Stored items:
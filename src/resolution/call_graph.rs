//! Call graph traversal.
//!
//! Breadth-first walk over plain calls plus receiver-resolved method
//! calls, in either direction, bounded by depth, node, and edge limits.
//! A built-in noise-word filter keeps ubiquitous library calls out.

use crate::error::Result;
use crate::storage::{SqliteStore, SymbolFilter};
use crate::types::{Call, ReferenceKind, Symbol};
use serde::Serialize;
use std::collections::{HashMap, HashSet, VecDeque};

/// Call names too common to be informative in a graph.
const NOISE_WORDS: &[&str] = &[
    "print", "len", "str", "int", "float", "bool", "list", "dict", "set", "tuple", "range",
    "open", "type", "isinstance", "issubclass", "super", "hasattr", "getattr", "setattr",
    "append", "extend", "insert", "remove", "pop", "get", "keys", "values", "items", "join",
    "split", "strip", "format", "replace", "startswith", "endswith", "lower", "upper",
    "debug", "info", "warning", "error", "exception", "log", "require", "console",
];

#[derive(Debug, Clone, Copy, PartialEq, Eq, Serialize)]
#[serde(rename_all = "lowercase")]
pub enum Direction {
    /// What does this symbol call?
    Forward,
    /// What calls this symbol?
    Reverse,
}

/// Traversal bounds. Exceeding any of them sets `truncated`.
#[derive(Debug, Clone, Copy)]
pub struct CallGraphLimits {
    pub max_depth: usize,
    pub max_nodes: usize,
    pub max_edges: usize,
}

impl Default for CallGraphLimits {
    fn default() -> Self {
        Self {
            max_depth: 10,
            max_nodes: 200,
            max_edges: 500,
        }
    }
}

#[derive(Debug, Clone, Serialize)]
pub struct CallGraphNode {
    pub symbol: String,
    pub file_path: String,
    pub line: u32,
    pub depth: usize,
}

#[derive(Debug, Clone, Serialize)]
pub struct CallGraph {
    pub root: String,
    pub direction: Direction,
    pub nodes: Vec<CallGraphNode>,
    pub edges: Vec<(String, String)>,
    pub truncated: bool,
}

pub struct CallGraphBuilder<'a> {
    store: &'a SqliteStore,
    calls: Vec<Call>,
    /// symbol name -> defining symbols
    symbols_by_name: HashMap<String, Vec<Symbol>>,
    /// file -> symbols sorted by start line, for call-site attribution
    symbols_by_file: HashMap<String, Vec<Symbol>>,
    /// resolved method-call edges: (caller_file, line) -> target symbol name
    resolved_method_calls: Vec<(String, u32, String)>,
}

impl<'a> CallGraphBuilder<'a> {
    pub fn new(store: &'a SqliteStore) -> Result<Self> {
        let calls = store.query_calls(None)?;

        let mut symbols_by_name: HashMap<String, Vec<Symbol>> = HashMap::new();
        let mut symbols_by_file: HashMap<String, Vec<Symbol>> = HashMap::new();
        for symbol in store.query_symbols(&SymbolFilter::default())? {
            symbols_by_name
                .entry(symbol.name.clone())
                .or_default()
                .push(symbol.clone());
            symbols_by_file
                .entry(symbol.file_path.clone())
                .or_default()
                .push(symbol);
        }
        for symbols in symbols_by_file.values_mut() {
            symbols.sort_by_key(|s| s.start_line);
        }

        // Method calls participate only once the type tracker resolved
        // their receiver; unresolved receivers stay out of the graph.
        let resolved_method_calls = store
            .query_symbol_references(None, None)?
            .into_iter()
            .filter(|r| r.reference_type == ReferenceKind::MethodCall)
            .filter_map(|r| {
                r.target_symbol
                    .map(|target| (r.source_file, r.source_line, target))
            })
            .collect();

        Ok(Self {
            store,
            calls,
            symbols_by_name,
            symbols_by_file,
            resolved_method_calls,
        })
    }

    pub fn build(
        &self,
        root_symbol: &str,
        direction: Direction,
        limits: CallGraphLimits,
    ) -> Result<CallGraph> {
        let _ = self.store; // all data preloaded

        let mut graph = CallGraph {
            root: root_symbol.to_string(),
            direction,
            nodes: Vec::new(),
            edges: Vec::new(),
            truncated: false,
        };

        let Some(root_def) = self
            .symbols_by_name
            .get(root_symbol)
            .and_then(|defs| defs.first())
        else {
            return Ok(graph);
        };

        let mut seen: HashSet<String> = HashSet::new();
        let mut queue: VecDeque<(String, usize)> = VecDeque::new();
        seen.insert(root_symbol.to_string());
        queue.push_back((root_symbol.to_string(), 0));
        graph.nodes.push(CallGraphNode {
            symbol: root_symbol.to_string(),
            file_path: root_def.file_path.clone(),
            line: root_def.start_line,
            depth: 0,
        });

        while let Some((current, depth)) = queue.pop_front() {
            if depth >= limits.max_depth {
                graph.truncated = true;
                continue;
            }
            let neighbors = match direction {
                Direction::Forward => self.callees_of(&current),
                Direction::Reverse => self.callers_of(&current),
            };
            for (neighbor, file, line) in neighbors {
                if is_noise(&neighbor) {
                    continue;
                }
                if graph.edges.len() >= limits.max_edges {
                    graph.truncated = true;
                    break;
                }
                let edge = match direction {
                    Direction::Forward => (current.clone(), neighbor.clone()),
                    Direction::Reverse => (neighbor.clone(), current.clone()),
                };
                if !graph.edges.contains(&edge) {
                    graph.edges.push(edge);
                }
                if seen.contains(&neighbor) {
                    continue;
                }
                if graph.nodes.len() >= limits.max_nodes {
                    graph.truncated = true;
                    continue;
                }
                seen.insert(neighbor.clone());
                graph.nodes.push(CallGraphNode {
                    symbol: neighbor.clone(),
                    file_path: file,
                    line,
                    depth: depth + 1,
                });
                queue.push_back((neighbor, depth + 1));
            }
        }
        Ok(graph)
    }

    /// Symbols called from inside `symbol`'s body.
    fn callees_of(&self, symbol: &str) -> Vec<(String, String, u32)> {
        let mut out = Vec::new();
        let Some(definitions) = self.symbols_by_name.get(symbol) else {
            return out;
        };
        for definition in definitions {
            for call in &self.calls {
                if call.caller_file == definition.file_path
                    && call.line >= definition.start_line
                    && call.line <= definition.end_line
                    && call.callee != *symbol
                {
                    if let Some(target) = self.definition_of(&call.callee) {
                        out.push((call.callee.clone(), target.file_path.clone(), target.start_line));
                    }
                }
            }
            for (caller_file, line, target) in &self.resolved_method_calls {
                if *caller_file == definition.file_path
                    && *line >= definition.start_line
                    && *line <= definition.end_line
                    && target != symbol
                {
                    if let Some(target_def) = self.definition_of(target) {
                        out.push((
                            target.clone(),
                            target_def.file_path.clone(),
                            target_def.start_line,
                        ));
                    }
                }
            }
        }
        out
    }

    /// Symbols whose bodies contain a call to `symbol`.
    fn callers_of(&self, symbol: &str) -> Vec<(String, String, u32)> {
        let mut sites: Vec<(&str, u32)> = self
            .calls
            .iter()
            .filter(|c| c.callee == symbol)
            .map(|c| (c.caller_file.as_str(), c.line))
            .collect();
        sites.extend(
            self.resolved_method_calls
                .iter()
                .filter(|(_, _, target)| target == symbol)
                .map(|(file, line, _)| (file.as_str(), *line)),
        );

        let mut out = Vec::new();
        for (file, line) in sites {
            if let Some(enclosing) = self.enclosing_symbol(file, line) {
                if enclosing.name != symbol {
                    out.push((
                        enclosing.name.clone(),
                        enclosing.file_path.clone(),
                        enclosing.start_line,
                    ));
                }
            }
        }
        out
    }

    fn definition_of(&self, name: &str) -> Option<&Symbol> {
        self.symbols_by_name
            .get(name)?
            .iter()
            .min_by(|a, b| a.file_path.cmp(&b.file_path))
    }

    /// Innermost symbol whose line range contains the call site.
    fn enclosing_symbol(&self, file: &str, line: u32) -> Option<&Symbol> {
        self.symbols_by_file
            .get(file)?
            .iter()
            .filter(|s| s.start_line <= line && line <= s.end_line)
            .min_by_key(|s| s.end_line - s.start_line)
    }
}

fn is_noise(name: &str) -> bool {
    NOISE_WORDS.contains(&name)
}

* [WHAT TO PRODUCE]:
Across all the records, find the lines containing the word "Copy" and reproduce each one.

* [EXERCISE ANSWER]:
#[derive(Debug, Clone, Copy, PartialEq, Eq, Serialize)]
#[derive(Debug, Clone, Copy)]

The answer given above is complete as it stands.